With Glencore, commodity rout beginning to look like a crisis

Glencore's logo is pictured in front of the company's headquarters in the Swiss town of Baar. PHOTO: REUTERS

HOUSTON (BLOOMBERG) - The 15-month commodities free-fall is starting to resemble a full-blown crisis.

Investors are reacting to diminished demand from China and an end to the cheap-money era provided by the Federal Reserve. A Bloomberg index of commodity futures has fallen 50 per cent since a 2011 high, and eight of the 10 worst performers in the Standard & Poor's 500 Index this year are commodities-related businesses.

Now it all seems to be coming apart at once. Alcoa Inc., the biggest US aluminum producer, said it would break itself into two companies amid a glut stemming from booming production. Royal Dutch Shell announced it would abandon its drilling campaign in US Arctic waters after spending US$7 billion. And the carnage culminated on Monday with Glencore Plc, the commodities powerhouse that came to symbolize the era with its initial public offering in 2011 and bold acquisition of a rival in 2013, falling by as much as 31 per cent in London trading.

"With China slowing down and a lot of uncertainty, fears in the market have intensified, and the reduction in the pace of demand growth for all commodities has seemed to send everybody off the cliff," said Ed Hirs, managing director of a small oil producer who teaches energy economics at the University of Houston.

Peak prices in gold and silver are four years old, oil's plummet since June 2014 has been pushed along by OPEC's November decision to keep pumping despite excess supply and US natural gas prices have fallen to less than a fourth of their 2008 value.

It's about to get worse, according to analysts John LaForge and Warren Pies of Ned Davis Research Group. Commodities may be in the fourth year of a 20-year "bear super-cycle," according to an Aug 14 research note. The analysts looked at commodity busts dating to the 18th century and found them driven by factors such as market momentum rather than fundamentals, Mr LaForge said on Monday in an interview.

The good news: most of the damage is done in the first six years, Mr LaForge said.

"In commodities you're going to get a lot of failures, companies closing up," he said. "This needs to happen to bring down supply."

A debt-reduction strategy announced three weeks ago by Glencore chief executive officer Ivan Glasenberg and a plan to sell a stake in its agricultural unit failed to stem the bleeding. Investec warned on Monday that there is little value for equity shareholders if low raw-material prices persist.

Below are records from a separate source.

// ── Updatable parameters ───────────────────────────────────────────

/// Index of an updatable-PU record in its owning task's arena.
#[derive(
    Debug, Clone, Copy, PartialEq, Eq, Hash, PartialOrd, Ord, serde::Serialize, serde::Deserialize,
)]
#[serde(transparent)]
pub struct UpdatableId(pub u16);

impl fmt::Display for UpdatableId {
    fn fmt(&self, f: &mut fmt::Formatter<'_>) -> fmt::Result {
        write!(f, "updatable#{}", self.0)
    }
}

/// A (vertex, subchain, pu) triple whose parameter payload the runtime may
/// patch between invocations without re-serializing the task.
#[derive(Debug, Clone, Copy, PartialEq, Eq)]
pub struct UpdatablePu {
    pub vertex: VertexId,
    pub subchain: SubchainId,
    pub pu: PuId,
}

// ── Task ───────────────────────────────────────────────────────────

/// The top-level task-graph container.
///
/// Owns every vertex, subchain, PU, memmap, memory slot, and RAM record of
/// one device task, plus the size graph their geometry derives from. The
/// generic parameter `P` encodes the build phase at compile time.
#[derive(Debug)]
pub struct Task<P: TaskPhase = Building> {
    pub(crate) id: u16,
    pub(crate) priority: u16,
    pub(crate) flags: u16,
    pub(crate) vertices: Vec<Vertex>,
    pub(crate) subchains: Vec<Subchain>,
    pub(crate) pus: Vec<Pu>,
    pub(crate) memmaps: Vec<Memmap>,
    pub(crate) external_mems: Vec<ExternalMem>,
    pub(crate) internal_rams: Vec<InternalRam>,
    pub(crate) process_bases: Vec<ProcessBase>,
    pub(crate) updatables: Vec<UpdatablePu>,
    pub(crate) sizes: SizeGraph,
    pub(crate) _phase: PhantomData<P>,
}

// Arena indices are u16 with 0xFFFF reserved as the wire sentinel.
fn ensure_capacity(len: usize, arena: &'static str) -> Result<(), GraphError> {
    if len >= usize::from(u16::MAX) {
        return Err(GraphError::ArenaFull { arena });
    }
    Ok(())
}

// ── Building state ─────────────────────────────────────────────────

impl Task<Building> {
    /// Creates an empty task in the `Building` state.
    pub fn new(id: u16, priority: u16) -> Self {
        Self {
            id,
            priority,
            flags: 0,
            vertices: Vec::new(),
            subchains: Vec::new(),
            pus: Vec::new(),
            memmaps: Vec::new(),
            external_mems: Vec::new(),
            internal_rams: Vec::new(),
            process_bases: Vec::new(),
            updatables: Vec::new(),
            sizes: SizeGraph::new(),
            _phase: PhantomData,
        }
    }

    pub fn set_flags(&mut self, flags: u16) {
        self.flags = flags;
    }

    /// Adds a control-flow vertex.
    pub fn add_vertex(&mut self, kind: VertexKind) -> Result<VertexId, GraphError> {
        ensure_capacity(self.vertices.len(), "vertices")?;
        let id = VertexId(self.vertices.len() as u16);
        self.vertices.push(Vertex::new(kind));
        Ok(id)
    }

    /// Adds a directed edge `from -> to` and records the reverse link on
    /// the successor.
    pub fn add_edge(&mut self, from: VertexId, to: VertexId) -> Result<(), GraphError> {
        self.require_vertex(to)?;
        let v = self.require_vertex(from)?;
        if from == to {
            return Err(GraphError::SelfEdge { vertex: from });
        }
        if v.out_edges().contains(&to) {
            return Err(GraphError::DuplicateEdge { from, to });
        }
        if v.out_edges().len() >= MAX_OUT_EDGES {
            return Err(GraphError::TooManyEdges {
                vertex: from,
                limit: MAX_OUT_EDGES,
            });
        }
        self.vertices[usize::from(from.0)].push_out_edge(to);
        self.vertices[usize::from(to.0)].push_pred(from);
        Ok(())
    }

    /// Adds a hardware subchain under `vertex`.
    pub fn add_hw_subchain(&mut self, vertex: VertexId) -> Result<SubchainId, GraphError> {
        self.add_subchain(vertex, SubchainKind::Hw)
    }

    /// Adds a CPU (firmware micro-op) subchain under `vertex`.
    pub fn add_cpu_subchain(&mut self, vertex: VertexId) -> Result<SubchainId, GraphError> {
        self.add_subchain(vertex, SubchainKind::Cpu)
    }

    fn add_subchain(
        &mut self,
        vertex: VertexId,
        kind: SubchainKind,
    ) -> Result<SubchainId, GraphError> {
        self.require_vertex(vertex)?;
        ensure_capacity(self.subchains.len(), "subchains")?;
        let id = SubchainId(self.subchains.len() as u16);
        let global_id = compose_global_id(self.id, id.0);
        self.subchains.push(match kind {
            SubchainKind::Hw => Subchain::hw(global_id),
            SubchainKind::Cpu => Subchain::cpu(global_id),
        });
        self.vertices[usize::from(vertex.0)].push_subchain(id);
        Ok(id)
    }

    /// Appends a firmware micro-op to a CPU subchain. Operand PUs must
    /// already exist.
    pub fn add_cpu_op(&mut self, subchain: SubchainId, op: CpuOp) -> Result<(), GraphError> {
        if let Some(src) = op.src_pu {
            self.require_pu(src)?;
        }
        if let Some(dst) = op.dst_pu {
            self.require_pu(dst)?;
        }
        let sc = self
            .subchains
            .get_mut(usize::from(subchain.0))
            .ok_or(GraphError::UnknownSubchain { subchain })?;
        if sc.kind() != SubchainKind::Cpu {
            return Err(GraphError::WrongSubchainKind {
                subchain,
                expected: SubchainKind::Cpu,
            });
        }
        if !sc.push_cpu_op(op) {
            return Err(GraphError::TooManyCpuOps {
                subchain,
                limit: MAX_CPU_OPS,
            });
        }
        Ok(())
    }

    /// Registers an external memory slot.
    pub fn add_external_mem(&mut self, mem: ExternalMem) -> Result<ExtMemId, GraphError> {
        ensure_capacity(self.external_mems.len(), "external mems")?;
        let id = ExtMemId(self.external_mems.len() as u16);
        self.external_mems.push(mem);
        Ok(id)
    }

    /// Records an internal-RAM bank reservation.
    pub fn add_internal_ram(&mut self, ram: InternalRam) -> Result<RamId, GraphError> {
        ensure_capacity(self.internal_rams.len(), "internal rams")?;
        let id = RamId(self.internal_rams.len() as u16);
        self.internal_rams.push(ram);
        Ok(id)
    }

    /// Adds a memmap over the given backing store.
    pub fn add_memmap(
        &mut self,
        backing: MemmapBacking,
        image: ImageDesc,
    ) -> Result<MemmapId, GraphError> {
        match backing {
            MemmapBacking::External(ext) => {
                if self.external_mems.get(usize::from(ext.0)).is_none() {
                    return Err(GraphError::UnknownExternalMem { ext });
                }
            }
            MemmapBacking::PreloadPu(pu) => {
                self.require_pu(pu)?;
            }
        }
        ensure_capacity(self.memmaps.len(), "memmaps")?;
        let id = MemmapId(self.memmaps.len() as u16);
        self.memmaps.push(Memmap { backing, image });
        Ok(id)
    }

    /// Adds a PU to a hardware subchain.
    ///
    /// Rejects an `instance` beyond the kind's physical budget, a payload
    /// variant that does not belong to `kind`, and a `(kind, instance)`
    /// pair already present in the subchain (O(1) via the occupancy mask).
    pub fn add_pu(
        &mut self,
        subchain: SubchainId,
        kind: PuKind,
        instance: u8,
        params: PuParams,
        size_node: Option<SizeNodeId>,
    ) -> Result<PuId, GraphError> {
        let sc = self
            .subchains
            .get(usize::from(subchain.0))
            .ok_or(GraphError::UnknownSubchain { subchain })?;
        if sc.kind() != SubchainKind::Hw {
            return Err(GraphError::WrongSubchainKind {
                subchain,
                expected: SubchainKind::Hw,
            });
        }
        if instance >= kind.instance_budget() {
            return Err(GraphError::InstanceOutOfRange {
                kind,
                instance,
                budget: kind.instance_budget(),
            });
        }
        if !params.matches_kind(kind) {
            return Err(GraphError::ParamsKindMismatch {
                kind,
                params: params.variant_name(),
            });
        }
        if let Some(node) = size_node {
            if self.sizes.node(node).is_none() {
                return Err(GraphError::UnknownSizeNode { node });
            }
        }
        ensure_capacity(self.pus.len(), "pus")?;
        // The occupancy claim is the only mutation among the checks, so it
        // goes last and the failed call leaves the task untouched.
        if !self.subchains[usize::from(subchain.0)].try_claim(kind, instance) {
            return Err(GraphError::DuplicateInstance {
                subchain,
                kind,
                instance,
            });
        }
        let id = PuId(self.pus.len() as u16);
        self.pus.push(Pu::new(kind, instance, params, size_node));
        self.subchains[usize::from(subchain.0)].push_pu(id);
        Ok(id)
    }

    /// Attaches a memmap to a DMA-kind PU.
    pub fn set_memmap(&mut self, pu: PuId, memmap: MemmapId) -> Result<(), GraphError> {
        if self.memmaps.get(usize::from(memmap.0)).is_none() {
            return Err(GraphError::UnknownMemmap { memmap });
        }
        let p = self.require_pu(pu)?;
        if !p.kind().is_dma() {
            return Err(GraphError::MemmapOnNonDma {
                pu,
                kind: p.kind(),
            });
        }
        self.pus[usize::from(pu.0)].set_memmap(memmap);
        Ok(())
    }

    /// Binds `producer`'s output port to `consumer`'s input port.
    ///
    /// Exactly one edge per input port: reconnecting a bound port fails
    /// with [`GraphError::PortAlreadyConnected`] and leaves the port state
    /// untouched. The producer side records the fan-out.
    pub fn connect(
        &mut self,
        producer: PuId,
        out_port: u8,
        consumer: PuId,
        in_port: u8,
    ) -> Result<(), GraphError> {
        let producer_kind = self.require_pu(producer)?.kind();
        self.require_pu(consumer)?;
        if out_port >= producer_kind.out_ports() {
            return Err(GraphError::PortOutOfRange {
                pu: producer,
                port: out_port,
                limit: producer_kind.out_ports(),
            });
        }
        self.pus[usize::from(consumer.0)].bind_in_port(
            consumer,
            in_port,
            PortLink {
                producer,
                out_port,
            },
        )?;
        self.pus[usize::from(producer.0)].record_fan_out(consumer, in_port);
        Ok(())
    }

    /// Marks a PU's parameter payload as runtime-patchable.
    ///
    /// The triple must be a containment chain: `subchain` owned by
    /// `vertex`, `pu` inside `subchain`.
    pub fn mark_updatable(
        &mut self,
        vertex: VertexId,
        subchain: SubchainId,
        pu: PuId,
    ) -> Result<UpdatableId, GraphError> {
        let v = self.require_vertex(vertex)?;
        let owned = v.subchains().contains(&subchain);
        let sc = self
            .subchains
            .get(usize::from(subchain.0))
            .ok_or(GraphError::UnknownSubchain { subchain })?;
        self.require_pu(pu)?;
        if !owned || !sc.pus().contains(&pu) {
            return Err(GraphError::UpdatableMismatch {
                vertex,
                subchain,
                pu,
            });
        }
        ensure_capacity(self.updatables.len(), "updatables")?;
        let id = UpdatableId(self.updatables.len() as u16);
        self.updatables.push(UpdatablePu {
            vertex,
            subchain,
            pu,
        });
        Ok(id)
    }

    /// Assigns the layer-table record of a tensor-process vertex.
    pub fn set_process_base(
        &mut self,
        vertex: VertexId,
        n_layers: u16,
        in_width: u16,
        in_height: u16,
        base_ofs: u32,
    ) -> Result<ProcessBaseId, GraphError> {
        let v = self.require_vertex(vertex)?;
        if v.kind() != VertexKind::TensorProcess {
            return Err(GraphError::WrongVertexKind {
                vertex,
                expected: VertexKind::TensorProcess,
                found: v.kind(),
            });
        }
        if v.process_base().is_some() {
            return Err(GraphError::VertexConstraint {
                vertex,
                kind: v.kind(),
                detail: "process base already assigned".into(),
            });
        }
        ensure_capacity(self.process_bases.len(), "process bases")?;
        let id = ProcessBaseId(self.process_bases.len() as u16);
        self.process_bases.push(ProcessBase {
            vertex,
            n_layers,
            in_width,
            in_height,
            base_ofs,
        });
        self.vertices[usize::from(vertex.0)].set_process_base(id);
        Ok(id)
    }

    /// Mutable access to the size graph, for declaring transform nodes
    /// during construction.
    pub fn sizes_mut(&mut self) -> &mut SizeGraph {
        &mut self.sizes
    }

    /// Mutable access to a PU; only the building phase may edit payloads
    /// directly.
    pub fn pu_mut(&mut self, pu: PuId) -> Option<&mut Pu> {
        self.pus.get_mut(usize::from(pu.0))
    }

    /// Runs the spread pass and transitions to the `Resolved` state.
    ///
    /// Walks PUs in vertex-index order, then subchain-insertion order,
    /// then PU-insertion order, pulling concrete dimensions out of the
    /// size graph and freezing them into each PU's parameter payload.
    /// CPU subchains are a no-op. Any failure names the offending PU.
    pub fn resolve_sizes(mut self) -> Result<Task<Resolved>, GraphError> {
        let order = self.spread_order();
        for pu_id in order {
            let pu = &mut self.pus[usize::from(pu_id.0)];
            resolve_pu(
                pu,
                pu_id,
                &mut self.sizes,
                &mut self.memmaps,
                &self.external_mems,
            )?;
        }
        tracing::debug!(
            task = self.id,
            pus = self.pus.len(),
            "size spread complete"
        );
        Ok(Task {
            id: self.id,
            priority: self.priority,
            flags: self.flags,
            vertices: self.vertices,
            subchains: self.subchains,
            pus: self.pus,
            memmaps: self.memmaps,
            external_mems: self.external_mems,
            internal_rams: self.internal_rams,
            process_bases: self.process_bases,
            updatables: self.updatables,
            sizes: self.sizes,
            _phase: PhantomData,
        })
    }

    /// PUs in spread/emission order: vertex index, then each vertex's
    /// subchains in insertion order, then each subchain's PUs in insertion
    /// order.
    pub(crate) fn spread_order(&self) -> Vec<PuId> {
        let mut order = Vec::with_capacity(self.pus.len());
        for v in &self.vertices {
            for &sc in v.subchains() {
                order.extend_from_slice(self.subchains[usize::from(sc.0)].pus());
            }
        }
        order
    }
}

After a failed Arctic exploration campaign that cost US$7 billion and was targeted for years by environmentalists, Shell will be forced take financial charges related to the Alaskan operations, which carry a value of about US$3 billion, with additional contractual commitments of about US$1.1 billion.

Alcoa will separate its manufacturing operations from a legacy smelting and refining business that's struggling in the face of booming output from China.

Even so, profits at Chinese industrial companies plunged 8.8 per cent in August from 12 months earlier, with losses deepening even after five interest-rate cuts since November and government efforts to accelerate projects.

The ripple effects of the pain have seeped farther into the corporate world. Caterpillar Inc. said last week that it would cut as many as 10,000 jobs, or 9 per cent of its workforce, as the persistent oil rout made the mining slowdown worse. Chemical maker Huntsman Corp. fell the most in four years after saying lower titanium prices would have a negative impact on third- quarter earnings.